Il y a sept ans, le 19 mars 2011, commençait la guerre contre la Libye, dirigée par les Etats-Unis d’abord par l’intermédiaire du Commandement Africa, puis par l’Otan sous commandement étasunien. En sept mois, étaient effectuées environ 10 000 missions d’attaque aérienne avec des dizaines de milliers de bombes et missiles.

À cette guerre participait l’Italie avec des chasseurs-bombardiers et des bases aériennes, déchirant le Traité d’amitié et de coopération entre les deux pays. Avant l’attaque aéronavale déjà, avaient été financés et armés en Libye des secteurs tribaux et groupes islamistes hostiles au gouvernement, et infiltrées des forces spéciales, notamment qataries. Ainsi était démoli cet Etat qui, sur la rive sud de la Méditerranée, enregistrait “de hauts niveaux de croissance économique et des indicateurs élevés de développement humain” (comme l’analysait en 2010 la Banque Mondiale elle-même). Environ deux millions d’immigrés, le plus souvent africains, y trouvaient du travail.
En même temps la Libye rendait possible avec ses fonds souverains la naissance d’organismes économiques indépendants dans l’Union africaine : le Fonds monétaire africain, la Banque centrale africaine, la Banque africaine d’investissement.

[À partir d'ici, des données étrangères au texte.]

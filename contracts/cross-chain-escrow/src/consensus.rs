//! Validator committee bookkeeping for a single escrow.
//!
//! Everything in here is pure state manipulation over [`ConsensusState`]:
//! no storage access, no transfers. The engine persists the state and acts on
//! whatever [`decide`] returns, so `decide` may be re-evaluated any number of
//! times for the same height without side effects.
//!
//! An undisputed escrow that has not reached quorum by its auto-release
//! height is released to the seller. Seller finality wins over buyer
//! protection unless a committee member raises a dispute in time.

use soroban_sdk::{Address, Env, Vec};

use crate::errors::ContractError;
use crate::types::{ConsensusState, Decision, Ruling, MAX_COMMITTEE};

/// Quorum for a committee of `committee_size`: `ceil((n + 1) / 2)`.
///
/// An empty committee still requires one confirmation, which it can never
/// collect; such escrows settle through auto-release only.
pub fn required_confirmations(committee_size: u32) -> u32 {
    (committee_size + 2) / 2
}

/// Build the consensus state for an escrow created at height `now`.
///
/// Committee members are expected to be distinct; the engine checks this
/// before calling in.
pub fn initialize(
    env: &Env,
    committee: Vec<Address>,
    duration: u32,
    dispute_grace: u32,
    now: u32,
) -> Result<ConsensusState, ContractError> {
    if duration == 0 {
        return Err(ContractError::InvalidDuration);
    }
    if committee.len() > MAX_COMMITTEE {
        return Err(ContractError::InvalidCommittee);
    }

    let auto_release_height = now
        .checked_add(duration)
        .ok_or(ContractError::InvalidDuration)?;
    // now + duration / 2 <= auto_release_height, cannot overflow
    let dispute_deadline = now + duration / 2;
    let resolution_deadline = dispute_deadline.saturating_add(dispute_grace);

    Ok(ConsensusState {
        required_confirmations: required_confirmations(committee.len()),
        committee,
        confirmations: Vec::new(env),
        dispute_raised: false,
        disputed_by: None,
        auto_release_height,
        dispute_deadline,
        resolution_deadline,
        ruling: Ruling::Pending,
    })
}

/// Record `validator`'s confirmation. Returns `false` when it was already
/// recorded.
pub fn confirm(
    state: &mut ConsensusState,
    validator: &Address,
    now: u32,
) -> Result<bool, ContractError> {
    if !state.committee.contains(validator) {
        return Err(ContractError::NotAValidator);
    }
    if now >= state.auto_release_height {
        return Err(ContractError::WindowClosed);
    }
    if state.confirmations.contains(validator) {
        return Ok(false);
    }

    state.confirmations.push_back(validator.clone());
    Ok(true)
}

/// Flag the escrow as disputed. Returns `false` when a dispute was already
/// raised.
pub fn raise_dispute(
    state: &mut ConsensusState,
    validator: &Address,
    now: u32,
) -> Result<bool, ContractError> {
    if !state.committee.contains(validator) {
        return Err(ContractError::NotAValidator);
    }
    if now >= state.dispute_deadline {
        return Err(ContractError::DeadlinePassed);
    }
    if state.dispute_raised {
        return Ok(false);
    }

    state.dispute_raised = true;
    state.disputed_by = Some(validator.clone());
    Ok(true)
}

/// Attach the arbiter's ruling to a disputed escrow. The first ruling
/// sticks; later ones, and `Ruling::Pending`, return `false`.
pub fn record_ruling(state: &mut ConsensusState, ruling: Ruling) -> Result<bool, ContractError> {
    if !state.dispute_raised {
        return Err(ContractError::DisputeNotRaised);
    }
    if state.ruling != Ruling::Pending || ruling == Ruling::Pending {
        return Ok(false);
    }

    state.ruling = ruling;
    Ok(true)
}

pub fn quorum_reached(state: &ConsensusState) -> bool {
    state.confirmations.len() >= state.required_confirmations
}

/// Evaluate the committee at height `now`.
pub fn decide(state: &ConsensusState, now: u32) -> Decision {
    if state.dispute_raised {
        return match state.ruling {
            Ruling::Release => Decision::ReleaseToSeller,
            Ruling::Refund => Decision::RefundToBuyer,
            Ruling::Pending if now < state.resolution_deadline => Decision::Undecided,
            Ruling::Pending => Decision::RefundToBuyer,
        };
    }

    if quorum_reached(state) || now >= state.auto_release_height {
        Decision::ReleaseToSeller
    } else {
        Decision::Undecided
    }
}

#[cfg(test)]
mod test {
    use super::*;
    use soroban_sdk::{testutils::Address as _, vec};

    const GRACE: u32 = 200;

    fn committee_of(env: &Env, size: u32) -> Vec<Address> {
        let mut committee = Vec::new(env);
        for _ in 0..size {
            committee.push_back(Address::generate(env));
        }
        committee
    }

    #[test]
    fn test_quorum_arithmetic() {
        assert_eq!(required_confirmations(0), 1);
        assert_eq!(required_confirmations(1), 1);
        assert_eq!(required_confirmations(2), 2);
        assert_eq!(required_confirmations(3), 2);
    }

    #[test]
    fn test_initialize_heights() {
        let env = Env::default();
        let state = initialize(&env, committee_of(&env, 3), 1000, GRACE, 0).unwrap();

        assert_eq!(state.auto_release_height, 1000);
        assert_eq!(state.dispute_deadline, 500);
        assert_eq!(state.resolution_deadline, 700);
        assert_eq!(state.required_confirmations, 2);
        assert_eq!(state.confirmations.len(), 0);
        assert!(!state.dispute_raised);
    }

    #[test]
    fn test_initialize_floors_half_duration() {
        let env = Env::default();
        let state = initialize(&env, committee_of(&env, 1), 7, GRACE, 10).unwrap();
        assert_eq!(state.auto_release_height, 17);
        assert_eq!(state.dispute_deadline, 13);
    }

    #[test]
    fn test_initialize_rejects_zero_duration() {
        let env = Env::default();
        assert_eq!(
            initialize(&env, committee_of(&env, 3), 0, GRACE, 0),
            Err(ContractError::InvalidDuration)
        );
    }

    #[test]
    fn test_initialize_rejects_overflowing_duration() {
        let env = Env::default();
        assert_eq!(
            initialize(&env, committee_of(&env, 3), u32::MAX, GRACE, 10),
            Err(ContractError::InvalidDuration)
        );
    }

    #[test]
    fn test_initialize_rejects_large_committee() {
        let env = Env::default();
        assert_eq!(
            initialize(&env, committee_of(&env, 4), 1000, GRACE, 0),
            Err(ContractError::InvalidCommittee)
        );
    }

    #[test]
    fn test_two_confirmations_release() {
        let env = Env::default();
        let committee = committee_of(&env, 3);
        let mut state = initialize(&env, committee.clone(), 1000, GRACE, 0).unwrap();

        assert!(confirm(&mut state, &committee.get(0).unwrap(), 10).unwrap());
        assert_eq!(decide(&state, 10), Decision::Undecided);
        assert!(confirm(&mut state, &committee.get(1).unwrap(), 10).unwrap());
        assert_eq!(decide(&state, 10), Decision::ReleaseToSeller);
    }

    #[test]
    fn test_confirm_is_idempotent() {
        let env = Env::default();
        let committee = committee_of(&env, 3);
        let validator = committee.get(2).unwrap();
        let mut state = initialize(&env, committee, 1000, GRACE, 0).unwrap();

        assert!(confirm(&mut state, &validator, 5).unwrap());
        assert!(!confirm(&mut state, &validator, 6).unwrap());
        assert_eq!(state.confirmations, vec![&env, validator]);
    }

    #[test]
    fn test_confirm_rejects_outsider() {
        let env = Env::default();
        let mut state = initialize(&env, committee_of(&env, 3), 1000, GRACE, 0).unwrap();
        let outsider = Address::generate(&env);

        assert_eq!(
            confirm(&mut state, &outsider, 5),
            Err(ContractError::NotAValidator)
        );
        assert_eq!(state.confirmations.len(), 0);
    }

    #[test]
    fn test_confirm_window_closes_at_auto_release() {
        let env = Env::default();
        let committee = committee_of(&env, 3);
        let mut state = initialize(&env, committee.clone(), 1000, GRACE, 0).unwrap();

        assert_eq!(
            confirm(&mut state, &committee.get(0).unwrap(), 1000),
            Err(ContractError::WindowClosed)
        );
        assert!(confirm(&mut state, &committee.get(0).unwrap(), 999).unwrap());
    }

    #[test]
    fn test_auto_release_boundary() {
        let env = Env::default();
        let state = initialize(&env, committee_of(&env, 3), 1000, GRACE, 0).unwrap();

        assert_eq!(decide(&state, 999), Decision::Undecided);
        assert_eq!(decide(&state, 1000), Decision::ReleaseToSeller);
    }

    #[test]
    fn test_empty_committee_relies_on_auto_release() {
        let env = Env::default();
        let state = initialize(&env, Vec::new(&env), 50, GRACE, 0).unwrap();

        assert_eq!(state.required_confirmations, 1);
        assert_eq!(decide(&state, 49), Decision::Undecided);
        assert_eq!(decide(&state, 50), Decision::ReleaseToSeller);
    }

    #[test]
    fn test_dispute_overrides_auto_release() {
        let env = Env::default();
        let committee = committee_of(&env, 3);
        let mut state = initialize(&env, committee.clone(), 1000, GRACE, 0).unwrap();

        assert!(raise_dispute(&mut state, &committee.get(1).unwrap(), 100).unwrap());
        assert_eq!(decide(&state, 600), Decision::Undecided);
        assert_eq!(state.disputed_by, Some(committee.get(1).unwrap()));
    }

    #[test]
    fn test_dispute_overrides_quorum() {
        let env = Env::default();
        let committee = committee_of(&env, 3);
        let mut state = initialize(&env, committee.clone(), 1000, GRACE, 0).unwrap();

        confirm(&mut state, &committee.get(0).unwrap(), 10).unwrap();
        confirm(&mut state, &committee.get(1).unwrap(), 10).unwrap();
        raise_dispute(&mut state, &committee.get(2).unwrap(), 20).unwrap();

        assert!(quorum_reached(&state));
        assert_eq!(decide(&state, 20), Decision::Undecided);
    }

    #[test]
    fn test_unresolved_dispute_refunds_after_grace() {
        let env = Env::default();
        let committee = committee_of(&env, 3);
        let mut state = initialize(&env, committee.clone(), 1000, GRACE, 0).unwrap();
        raise_dispute(&mut state, &committee.get(0).unwrap(), 100).unwrap();

        assert_eq!(decide(&state, 699), Decision::Undecided);
        assert_eq!(decide(&state, 700), Decision::RefundToBuyer);
        assert_eq!(decide(&state, 5_000), Decision::RefundToBuyer);
    }

    #[test]
    fn test_dispute_rules() {
        let env = Env::default();
        let committee = committee_of(&env, 3);
        let mut state = initialize(&env, committee.clone(), 1000, GRACE, 0).unwrap();
        let validator = committee.get(0).unwrap();

        assert_eq!(
            raise_dispute(&mut state, &Address::generate(&env), 10),
            Err(ContractError::NotAValidator)
        );
        assert_eq!(
            raise_dispute(&mut state, &validator, 500),
            Err(ContractError::DeadlinePassed)
        );
        assert!(!state.dispute_raised);

        assert!(raise_dispute(&mut state, &validator, 499).unwrap());
        assert!(!raise_dispute(&mut state, &committee.get(1).unwrap(), 499).unwrap());
        assert_eq!(state.disputed_by, Some(validator));
    }

    #[test]
    fn test_ruling_settles_dispute() {
        let env = Env::default();
        let committee = committee_of(&env, 3);
        let mut state = initialize(&env, committee.clone(), 1000, GRACE, 0).unwrap();

        assert_eq!(
            record_ruling(&mut state, Ruling::Refund),
            Err(ContractError::DisputeNotRaised)
        );

        raise_dispute(&mut state, &committee.get(0).unwrap(), 10).unwrap();
        assert_eq!(state.ruling, Ruling::Pending);
        assert!(!record_ruling(&mut state, Ruling::Pending).unwrap());
        assert!(record_ruling(&mut state, Ruling::Release).unwrap());
        assert!(!record_ruling(&mut state, Ruling::Refund).unwrap());

        assert_eq!(decide(&state, 11), Decision::ReleaseToSeller);
        assert_eq!(decide(&state, 10_000), Decision::ReleaseToSeller);
    }

    #[test]
    fn test_decide_is_deterministic() {
        let env = Env::default();
        let committee = committee_of(&env, 3);
        let mut state = initialize(&env, committee.clone(), 1000, GRACE, 0).unwrap();
        confirm(&mut state, &committee.get(0).unwrap(), 3).unwrap();
        let snapshot = state.clone();

        for height in [0u32, 500, 999, 1000, 2000] {
            assert_eq!(decide(&state, height), decide(&state, height));
        }
        assert_eq!(state, snapshot);
    }
}
//! Fee arithmetic and settlement token movements.

use soroban_sdk::{log, token, Address, Env};

use crate::errors::ContractError;
use crate::types::FEE_DENOMINATOR;

/// Marketplace fee on `price`: `floor(price * fee_bps / 10_000)`.
pub fn fee_for(price: i128, fee_bps: u32) -> Result<i128, ContractError> {
    price
        .checked_mul(fee_bps as i128)
        .map(|scaled| scaled / FEE_DENOMINATOR)
        .ok_or(ContractError::MathOverflow)
}

/// Amount the buyer locks: `price + fee`.
pub fn deposit_for(price: i128, fee: i128) -> Result<i128, ContractError> {
    price.checked_add(fee).ok_or(ContractError::MathOverflow)
}

/// Amount the seller receives on release: `price - fee`.
pub fn seller_payout(price: i128, fee: i128) -> Result<i128, ContractError> {
    price.checked_sub(fee).ok_or(ContractError::MathOverflow)
}

/// Pull `deposit` from `buyer` into the contract. Checks the balance first so
/// a short buyer fails cleanly instead of trapping inside the token.
pub fn lock_deposit(
    env: &Env,
    token: &Address,
    buyer: &Address,
    deposit: i128,
) -> Result<(), ContractError> {
    let client = token::Client::new(env, token);

    let balance = client.balance(buyer);
    if balance < deposit {
        log!(env, "Insufficient balance. Required: {}, Available: {}", deposit, balance);
        return Err(ContractError::InsufficientFunds);
    }

    match client.try_transfer(buyer, &env.current_contract_address(), &deposit) {
        Ok(Ok(())) => Ok(()),
        _ => {
            log!(env, "Deposit transfer failed for amount: {}", deposit);
            Err(ContractError::InsufficientFunds)
        }
    }
}

/// Pay `amount` out of the contract's holdings. Zero amounts are skipped.
pub fn pay_out(
    env: &Env,
    token: &Address,
    to: &Address,
    amount: i128,
) -> Result<(), ContractError> {
    if amount == 0 {
        return Ok(());
    }

    let client = token::Client::new(env, token);
    match client.try_transfer(&env.current_contract_address(), to, &amount) {
        Ok(Ok(())) => Ok(()),
        _ => {
            log!(env, "Failed to transfer {} out of escrow", amount);
            Err(ContractError::TransferFailed)
        }
    }
}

EU et France – comme le prouvent les emails de la secrétaire d’État Hillary Clinton – se mirent d’accord pour bloquer tout d’abord le plan de Kadhafi de créer une monnaie africaine, alternative au dollar et au franc CFA imposé par la France à 14 anciennes colonies africaines.

L’Etat démoli et Kadhafi assassiné, le butin à partager en Libye est énorme : les réserves pétrolières, les plus grandes d’Afrique, et de gaz naturel ; l’immense nappe phréatique nubienne d’eau fossile, or blanc en perspective plus précieux que l’or noir ; le territoire même de la Libye, de première importance géostratégique ; les fonds souverains, environ 150 milliards de dollars investis à l’étranger par l’Etat libyen, “gelés” en 2011 par mandat du Conseil de sécurité de l’ONU.

Des 16 milliards d’euros de fonds libyens, bloqués à la Euroclear Bank en Belgique, 10 ont déjà disparu sans aucune autorisation de prélèvement. La même grande rapine advient dans les autres banques européennes et étasuniennes.

En Libye les recettes fiscales de l’export énergétique, descendus de 47 milliards de dollars en 2010 à 14 en 2017, se trouvent partagés entre groupes de pouvoir et multinationales ; le dinar, qui auparavant valait 3 dollars, est aujourd’hui changé à un taux de 9 dinars par dollar, tandis que les biens de consommation courante doivent être importés en les payant en dollars, avec une inflation annuelle consécutive de 30%.

Le niveau de vie de la majorité de la population s’est effondré, par manque d’argent et de services essentiels. Il n’existe plus de sécurité ni de réel système judiciaire. La pire condition est celle des immigrés africains : sous la fausse accusation (alimentée par les médias occidentaux) d’être des “mercenaires de Kadhafi” ils ont été emprisonnés par les milices islamistes jusque dans des cages de zoo, torturés et assassinés.

La Libye est devenue la principale voie de transit, aux mains de trafiquants d’êtres humains, d’un chaotique flux migratoire vers l’Europe qui, lors de la traversée de la Méditerranée, provoque chaque année plus de victimes que les bombardements de l’OTAN de 2011.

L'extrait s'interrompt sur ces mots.